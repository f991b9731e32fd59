use clap::Parser;
use respd::{server, Error};

const HOST: &str = "127.0.0.1";
const PORT: u16 = 6379;

#[derive(Parser, Debug)]
struct Args {
    /// The host to bind to
    #[arg(long, default_value = HOST)]
    host: String,

    /// The port to listen on
    #[arg(short, long, default_value_t = PORT)]
    port: u16,
}

#[tokio::main]
async fn main() -> Result<(), Error> {
    let args = Args::parse();

    server::run(&args.host, args.port).await
}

########

→ What to do: Go through the records above and copy each line exactly.

→ Answer box:
repository f991b9731e32fd59
use clap::Parser;
use respd::{server, Error};

const HOST: &str = "127.0.0.1";
const PORT: u16 = 6379;

#[derive(Parser, Debug)]
struct Args {
    /// The host to bind to
    #[arg(long, default_value = HOST)]
    host: String,

    /// The port to listen on
    #[arg(short, long, default_value_t = PORT)]
    port: u16,
}

#[tokio::main]
async fn main() -> Result<(), Error> {
    let args = Args::parse();

    server::run(&args.host, args.port).await
}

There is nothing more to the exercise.